Siglos después, cuando las Mansiones subterráneas eclosionaron en la cárcel de Pademba y el Ayante fue arrojado al mundo de los vivos, Toro se comprometió frente a Agnés a ir tras él. Cuatro batallas libraron Toro y el Ayante desde ese momento. Lucharon en junglas, desiertos y tundras, en los que ambos estuvieron a punto de caer. En la cuarta batalla, el Ayante escapó reptando por el subsuelo y se instaló en la cripta Pelayo, en Toledo.
Durante un tiempo, Toro aguardó, rehízo una nueva Corona Radiata a partir de ejemplares incompletos, y veló el sueño del gigante con el fin de estar preparado para su despertar. Pero Agnés le tenía preparado otro cometido, debía poner sobre aviso al Consejo Nocturno.
Mientras en los abismos de la Parroquia el Cavador acosaba incansable el carruaje del Peregrino y la tierra viviente se inundaba de umbras y de huellas, Toro acudió al Consejo Nocturno con la intención de avisar de la magnitud del fenómeno.

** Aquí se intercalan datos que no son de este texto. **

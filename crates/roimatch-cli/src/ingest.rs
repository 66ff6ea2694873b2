//! `ingest` subcommands: raw profile directories, post observations, and
//! historical performance CSVs into the database.

use std::path::Path;

use anyhow::Context;
use rand::rngs::StdRng;
use rand::SeedableRng;
use roimatch_core::{AppConfig, Campaign, Creator, NichesFile, Platform};
use roimatch_db::RunType;
use roimatch_ingest::{
    load_profile_batch_or_empty, normalize_campaigns, normalize_creators, read_post_info,
    BudgetPolicy, CampaignNormalizeConfig, CreatorNormalizeConfig, Normalized, ObservationBatch,
    SyntheticLinker,
};

use crate::runs::{record_count, tracked};

pub(crate) fn budget_policy(simulation_mode: bool, min: i64, max: i64) -> BudgetPolicy {
    if simulation_mode {
        BudgetPolicy::Simulate { min, max }
    } else {
        BudgetPolicy::Require
    }
}

/// Read and normalize a creator profile directory. A missing directory
/// yields an empty result.
pub(crate) fn prepare_creators(
    dir: &Path,
    platform: Platform,
    niches: &NichesFile,
    max_files: usize,
) -> Normalized<Creator> {
    let batch = load_profile_batch_or_empty(dir, max_files);
    let mut normalized =
        normalize_creators(&batch.records, &CreatorNormalizeConfig { niches, platform });
    normalized.malformed += batch.malformed;
    tracing::info!(
        dir = %dir.display(),
        kept = normalized.records.len(),
        malformed = normalized.malformed,
        filtered = normalized.filtered,
        duplicates = normalized.duplicates,
        "normalized creator profiles"
    );
    normalized
}

/// Read and normalize a brand profile directory into campaigns.
pub(crate) fn prepare_campaigns(
    dir: &Path,
    niches: &NichesFile,
    budget: BudgetPolicy,
    max_files: usize,
    seed: u64,
) -> Normalized<Campaign> {
    let batch = load_profile_batch_or_empty(dir, max_files);
    let mut rng = StdRng::seed_from_u64(seed);
    let mut normalized = normalize_campaigns(
        &batch.records,
        &CampaignNormalizeConfig { niches, budget },
        &mut rng,
    );
    normalized.malformed += batch.malformed;
    tracing::info!(
        dir = %dir.display(),
        kept = normalized.records.len(),
        malformed = normalized.malformed,
        filtered = normalized.filtered,
        duplicates = normalized.duplicates,
        "normalized brand profiles"
    );
    normalized
}

pub(crate) fn summary_line<T>(label: &str, normalized: &Normalized<T>) -> String {
    format!(
        "{label}: {} kept, {} malformed, {} filtered, {} duplicate(s)",
        normalized.records.len(),
        normalized.malformed,
        normalized.filtered,
        normalized.duplicates
    )
}

fn load_niches(config: &AppConfig) -> anyhow::Result<NichesFile> {
    roimatch_core::load_niches(&config.niches_path)
        .with_context(|| format!("loading niches from {}", config.niches_path.display()))
}

pub(crate) async fn run_ingest_creators(
    pool: &sqlx::PgPool,
    config: &AppConfig,
    dir: &Path,
    platform: Platform,
    dry_run: bool,
) -> anyhow::Result<()> {
    let niches = load_niches(config)?;
    let normalized = prepare_creators(dir, platform, &niches, config.creator_file_limit);
    println!("{}", summary_line("creators", &normalized));

    if dry_run {
        println!("dry run: nothing written");
        return Ok(());
    }

    let inserted = tracked(pool, RunType::Creators, async {
        let n = roimatch_db::insert_creators(pool, &normalized.records).await?;
        Ok((n, record_count(n)))
    })
    .await?;
    println!("inserted {inserted} creator(s)");
    Ok(())
}

pub(crate) async fn run_ingest_campaigns(
    pool: &sqlx::PgPool,
    config: &AppConfig,
    dir: &Path,
    dry_run: bool,
) -> anyhow::Result<()> {
    let niches = load_niches(config)?;
    let policy = budget_policy(
        config.simulation_mode,
        config.campaign_budget_min,
        config.campaign_budget_max,
    );
    let normalized = prepare_campaigns(
        dir,
        &niches,
        policy,
        config.campaign_file_limit,
        config.seed,
    );
    println!("{}", summary_line("campaigns", &normalized));

    if dry_run {
        println!("dry run: nothing written");
        return Ok(());
    }

    let inserted = tracked(pool, RunType::Campaigns, async {
        let n = roimatch_db::insert_campaigns(pool, &normalized.records).await?;
        Ok((n, record_count(n)))
    })
    .await?;
    println!("inserted {inserted} campaign(s)");
    Ok(())
}

/// Link sponsored posts to the creators already stored.
///
/// An unreadable post file is logged and treated as empty; an empty creator
/// table fails the run.
pub(crate) async fn run_ingest_matches(
    pool: &sqlx::PgPool,
    config: &AppConfig,
    posts: &Path,
) -> anyhow::Result<()> {
    let batch = read_post_info(posts).unwrap_or_else(|e| {
        tracing::warn!(path = %posts.display(), error = %e, "post source unavailable; continuing with empty batch");
        ObservationBatch::default()
    });
    let linker = SyntheticLinker::new(
        config.link_limit,
        config.synthetic_roi_min..=config.synthetic_roi_max,
    );
    let mut rng = StdRng::seed_from_u64(config.seed);

    let inserted = tracked(pool, RunType::Matches, async {
        let creators = roimatch_db::list_creators(pool).await?;
        let linked = linker.link(&batch.observations, &creators, &mut rng)?;
        tracing::info!(
            observations = batch.observations.len(),
            malformed = batch.malformed,
            observed = linked.observed,
            synthetic = linked.synthetic,
            unresolved = linked.unresolved,
            "linked sponsored posts"
        );
        let n = roimatch_db::insert_matches(pool, &linked.matches).await?;
        Ok((n, record_count(n)))
    })
    .await?;
    println!("inserted {inserted} match(es)");
    Ok(())
}

/// Replace `campaign_performance` with the rows of `csv`.
///
/// Unlike the profile readers, a missing CSV is an error here: treating it as
/// empty would truncate the table.
pub(crate) async fn run_ingest_performance(
    pool: &sqlx::PgPool,
    csv: &Path,
    reach_budget_rate: f64,
) -> anyhow::Result<()> {
    if !(reach_budget_rate.is_finite() && reach_budget_rate > 0.0) {
        anyhow::bail!("--reach-budget-rate must be a positive number, got {reach_budget_rate}");
    }
    let batch = roimatch_ingest::read_performance_csv(csv, reach_budget_rate)?;
    tracing::info!(
        path = %csv.display(),
        records = batch.records.len(),
        malformed = batch.malformed,
        derived_budgets = batch.derived_budgets,
        "parsed performance csv"
    );

    let inserted = tracked(pool, RunType::Performance, async {
        let n = roimatch_db::replace_performance_records(pool, &batch.records).await?;
        Ok((n, record_count(n)))
    })
    .await?;
    println!(
        "loaded {inserted} performance record(s); {} malformed, {} budget(s) derived from reach",
        batch.malformed, batch.derived_budgets
    );
    Ok(())
}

En la sala capitular del Ángel Vigilante, mientras se celebraba una Asamblea de maestros, les narró a los asistentes la odisea de Agnés y el Peregrino por los reinos invertidos de la Parroquia, por las Mansiones subterráneas del Ayante, por el retorcido Reino del Aherrojado, hasta la última desembocadura, para evitar que los serafines acabaran con la existencia. Les describió al Cavador, les explicó su papel en el universo, les habló de Cárcava… Hizo todo lo que pudo.
Pero su intervención fue menospreciada. Sólo Dismas confió en su palabra. Quizás por eso Toro lo recibió, tiempo después, en un Lanzarote engullido por una umbra perpetua, con la intención de aconsejarlo y guiarlo hacía el Acervo.
La última persona que vio a Toro fue la hermana capitana Reznik. Después de que los Hermanos Vindicadores dispararan a los Serafines y la Parroquia colapsara en la estación Atlante, Reznik lo pudo ver vestido con la exoarmadura del hermano Strnad, blandiendo un mazo gigantesco y preparándose para continuar su cruzada contra el Ayante.